We begin close to the end, with Lucien Carr holding the dying David Kammerer in his arms, in an image befitting an ancient tragedy, as we hear the thoughts of Allen Ginsberg. Moments after, we are at the beginning, with Ginsberg discovering he has been accepted into Columbia.

It is at Columbia that Ginsberg meets the aforementioned Carr, who takes the young poet-to-be under his wing and down the rabbit hole into the heart of the beginning of the Beat Generation, with Lucien even calling the young Ginsberg “Allen in wonderland” during his first night of excess. Radcliffe as Ginsberg and Dane DeHaan as Lucien are utterly superb together, their chemistry is palpable, and they are entirely committed to their roles and each give incendiary performances. The film as a whole is perfectly cast, both from a physical perspective – Jack Huston and Ben Foster are ringers for Kerouac and Burroughs respectively – but the sheer talent of the cast that’s on display, and the level of commitment to portraying these people – Ben Foster, for instance, perfectly embodies the bizarre William Burroughs, even perfectly imitating his rather distinctive voice – that it becomes impossible to imagine any other actors embodying them. The cast is rounded out by Michael C. Hall, along with Jennifer Jason Leigh and David Cross as Ginsberg’s parents; Cross is a particular pleasant surprise, given very few scenes, but also proving himself to be a very capable dramatic actor.

While the murder of Kammerer is perhaps the crux of the film, Kill Your Darlings is about so much more than that. It’s about the young Allen Ginsberg discovering himself and his sexuality, the destructive Lucien Carr and his damaged relationship with the man he kills, and it is about a counterculture (here calling themselves “The New Vision”) finding its voice, even if Kammerer (played superbly by Michael C. Hall, bringing rage and desperation, and along with that some much needed humanity, to a poor and slightly twisted man) calls it “a literary revolution without writing a word.” This literary revolution, which would go on to be the Beat Generation, is captured perfectly through superb use of visual effects, with montages of debauchery, Ginsberg trying to find his creative voice and, through its occasional uses of flashback, the beginning of a distaste for convent ion, something the young writers would want more than anything else.

Its period craft is perfect, from the use of music – its jazz heavy score perfectly fits both the period and its people – to the costumes, even down to the ambience of the world that director John Krokidas and his team create, the tension constantly in the air perfectly suits its wartime setting.

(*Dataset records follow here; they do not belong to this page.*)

use serde::{Deserialize, Serialize};

/// A street address as the backend spells it.
#[derive(Serialize, Deserialize, Debug, Clone, PartialEq, Eq, Default)]
pub struct Address {
    #[serde(default)]
    pub street_address: String,
    #[serde(default)]
    pub city: String,
    #[serde(default)]
    pub state: String,
    #[serde(default)]
    pub postal_code: String,
}

impl Address {
    /// Splits the one-line form produced by [`Address::display`]. Missing
    /// parts are left empty.
    pub fn parse(raw: &str) -> Self {
        let mut parts = raw.splitn(3, ',').map(str::trim);
        let street_address = parts.next().unwrap_or_default().to_string();
        let city = parts.next().unwrap_or_default().to_string();
        let (state, postal_code) = parts
            .next()
            .map(|rest| rest.split_once(' ').unwrap_or((rest, "")))
            .unwrap_or_default();

        Self {
            street_address,
            city,
            state: state.trim().to_string(),
            postal_code: postal_code.trim().to_string(),
        }
    }

    pub fn is_complete(&self) -> bool {
        !self.street_address.trim().is_empty()
            && !self.city.trim().is_empty()
            && !self.postal_code.trim().is_empty()
    }

    /// `street, city, state postal`
    pub fn display(&self) -> String {
        format!(
            "{}, {}, {} {}",
            self.street_address, self.city, self.state, self.postal_code
        )
    }
}

struct KnownAddress {
    street_address: &'static str,
    city: &'static str,
    state: &'static str,
    postal_code: &'static str,
}

const fn known(
    street_address: &'static str,
    city: &'static str,
    state: &'static str,
    postal_code: &'static str,
) -> KnownAddress {
    KnownAddress {
        street_address,
        city,
        state,
        postal_code,
    }
}

const KNOWN_ADDRESSES: [KnownAddress; 10] = [
    known("1600 Amphitheatre Parkway", "Mountain View", "CA", "94043"),
    known("1 Infinite Loop", "Cupertino", "CA", "95014"),
    known("350 5th Ave", "New York", "NY", "10118"),
    known("111 8th Ave", "New York", "NY", "10011"),
    known("1 Microsoft Way", "Redmond", "WA", "98052"),
    known("1600 Pennsylvania Ave NW", "Washington", "DC", "20500"),
    known("1211 Avenue of the Americas", "New York", "NY", "10036"),
    known("221B Baker Street", "London", "UK", "NW1 6XE"),
    known("405 Howard St", "San Francisco", "CA", "94105"),
    known("500 Terry A Francois Blvd", "San Francisco", "CA", "94158"),
];

impl From<&KnownAddress> for Address {
    fn from(known: &KnownAddress) -> Self {
        Self {
            street_address: known.street_address.to_string(),
            city: known.city.to_string(),
            state: known.state.to_string(),
            postal_code: known.postal_code.to_string(),
        }
    }
}

/// One of the known addresses, chosen by `seed` so callers get a stable pick
/// (an order id, for instance).
pub fn fallback_address(seed: u64) -> Address {
    let len = KNOWN_ADDRESSES.len() as u64;
    let index = usize::try_from(seed % len).unwrap_or_default();
    KNOWN_ADDRESSES
        .get(index)
        .map(Address::from)
        .unwrap_or_default()
}

/// `address` when it is complete, a fallback otherwise.
pub fn resolve_address(address: Option<&Address>, seed: u64) -> Address {
    match address {
        Some(address) if address.is_complete() => address.clone(),
        _ => fallback_address(seed),
    }
}
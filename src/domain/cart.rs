use std::collections::BTreeMap;

use crate::{
    app_error::AppError,
    domain::summary,
    models::{CustomerId, LineItem, NewOrder, NewOrderLine, Product, ProductId, RestaurantId},
};

/// Requested quantity per product for one restaurant's menu.
#[derive(Debug, Clone, Default, PartialEq, Eq)]
pub struct Cart {
    restaurant_id: RestaurantId,
    quantities: BTreeMap<ProductId, u32>,
}

impl Cart {
    pub fn new(restaurant_id: RestaurantId) -> Self {
        Self {
            restaurant_id,
            quantities: BTreeMap::new(),
        }
    }

    /// A cart with a zero entry for every item on `menu`.
    pub fn for_menu(restaurant_id: RestaurantId, menu: &[Product]) -> Self {
        Self {
            restaurant_id,
            quantities: menu.iter().map(|product| (product.id, 0)).collect(),
        }
    }

    pub fn restaurant_id(&self) -> RestaurantId {
        self.restaurant_id
    }

    pub fn quantities(&self) -> &BTreeMap<ProductId, u32> {
        &self.quantities
    }

    pub fn quantity(&self, product_id: ProductId) -> u32 {
        self.quantities.get(&product_id).copied().unwrap_or(0)
    }

    pub fn increase(&mut self, product_id: ProductId) -> u32 {
        let quantity = self.quantities.entry(product_id).or_insert(0);
        *quantity = quantity.saturating_add(1);
        *quantity
    }

    /// Never goes below zero.
    pub fn decrease(&mut self, product_id: ProductId) -> u32 {
        let quantity = self.quantities.entry(product_id).or_insert(0);
        *quantity = quantity.saturating_sub(1);
        *quantity
    }

    pub fn set_quantity(&mut self, product_id: ProductId, quantity: u32) {
        self.quantities.insert(product_id, quantity);
    }

    /// True when nothing has a positive quantity.
    pub fn is_empty(&self) -> bool {
        self.quantities.values().all(|quantity| *quantity == 0)
    }

    pub fn total(&self, catalog: &[Product]) -> u64 {
        summary::order_total(&self.quantities, catalog)
    }

    pub fn summary(&self, catalog: &[Product]) -> Vec<LineItem> {
        summary::line_items(&self.quantities, catalog)
    }

    /// Request body for this cart. Fails on an empty cart or a product missing
    /// from `catalog`.
    pub fn to_new_order(
        &self,
        customer_id: CustomerId,
        catalog: &[Product],
    ) -> Result<NewOrder, AppError> {
        if self.is_empty() {
            return Err(AppError::InvalidInput(
                "Add at least one item before placing an order.".into(),
            ));
        }
        summary::try_order_total(&self.quantities, catalog)?;

        let products = self
            .quantities
            .iter()
            .filter(|(_, quantity)| **quantity > 0)
            .map(|(id, quantity)| NewOrderLine {
                id: *id,
                quantity: *quantity,
            })
            .collect();

        Ok(NewOrder {
            restaurant_id: self.restaurant_id,
            customer_id,
            products,
        })
    }
}

#[cfg(test)]
mod tests {
    use super::*;

    fn menu() -> Vec<Product> {
        vec![
            Product {
                id: 1,
                name: "Cheeseburger".into(),
                cost: 50,
                description: None,
            },
            Product {
                id: 2,
                name: "Scotch Eggs".into(),
                cost: 2025,
                description: None,
            },
        ]
    }

    #[test]
    fn menu_cart_starts_empty() {
        let cart = Cart::for_menu(3, &menu());
        assert!(cart.is_empty());
        assert_eq!(cart.quantity(1), 0);
        assert_eq!(cart.total(&menu()), 0);
    }

    #[test]
    fn decrease_stops_at_zero() {
        let mut cart = Cart::new(3);
        assert_eq!(cart.decrease(1), 0);
        cart.increase(1);
        cart.increase(1);
        assert_eq!(cart.decrease(1), 1);
        assert_eq!(cart.decrease(1), 0);
        assert_eq!(cart.decrease(1), 0);
    }

    #[test]
    fn total_and_summary_use_positive_quantities() {
        let mut cart = Cart::for_menu(3, &menu());
        cart.increase(1);
        cart.increase(1);
        cart.set_quantity(2, 1);

        assert_eq!(cart.total(&menu()), 2 * 50 + 2025);
        let summary = cart.summary(&menu());
        assert_eq!(summary.len(), 2);
        assert_eq!(summary[1].product_name, "Scotch Eggs");
    }

    #[test]
    fn new_order_skips_zero_lines() {
        let mut cart = Cart::for_menu(3, &menu());
        cart.set_quantity(2, 2);

        let order = cart.to_new_order(9, &menu()).unwrap();
        assert_eq!(order.restaurant_id, 3);
        assert_eq!(order.customer_id, 9);
        assert_eq!(order.products, vec![NewOrderLine { id: 2, quantity: 2 }]);
    }

    #[test]
    fn new_order_requires_items() {
        let cart = Cart::for_menu(3, &menu());
        assert!(matches!(
            cart.to_new_order(9, &menu()),
            Err(AppError::InvalidInput(_))
        ));
    }

    #[test]
    fn new_order_rejects_products_off_the_menu() {
        let mut cart = Cart::new(3);
        cart.increase(77);
        assert!(matches!(
            cart.to_new_order(9, &menu()),
            Err(AppError::UnknownProduct(77))
        ));
    }
}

Kill Your Darlings is obsessed with circles. Lucien says that life is an endless cycle of death and rebirth, as does Kammerer, so it seems only fitting to open with the killing of Kammerer, only to return to it later. Its meditations on grander themes – all of which seem to be pairs: life and death, love and hate, creation and destruction – are unfortunately few and far between, because when they are the focus, the script feels stronger, and less like a traditional biopic simply showing us the lives of these men.

The story of a young man and a counterculture in bloom, a meditation on self-destruction and the potential price one may need to pay for a creativity, a cry against traditional values, Kill Your Darlings, with its superb cinematography and production design, as well as one of the best ensembles so far this year, is nothing short of superb. The murder is just the tip of the iceberg.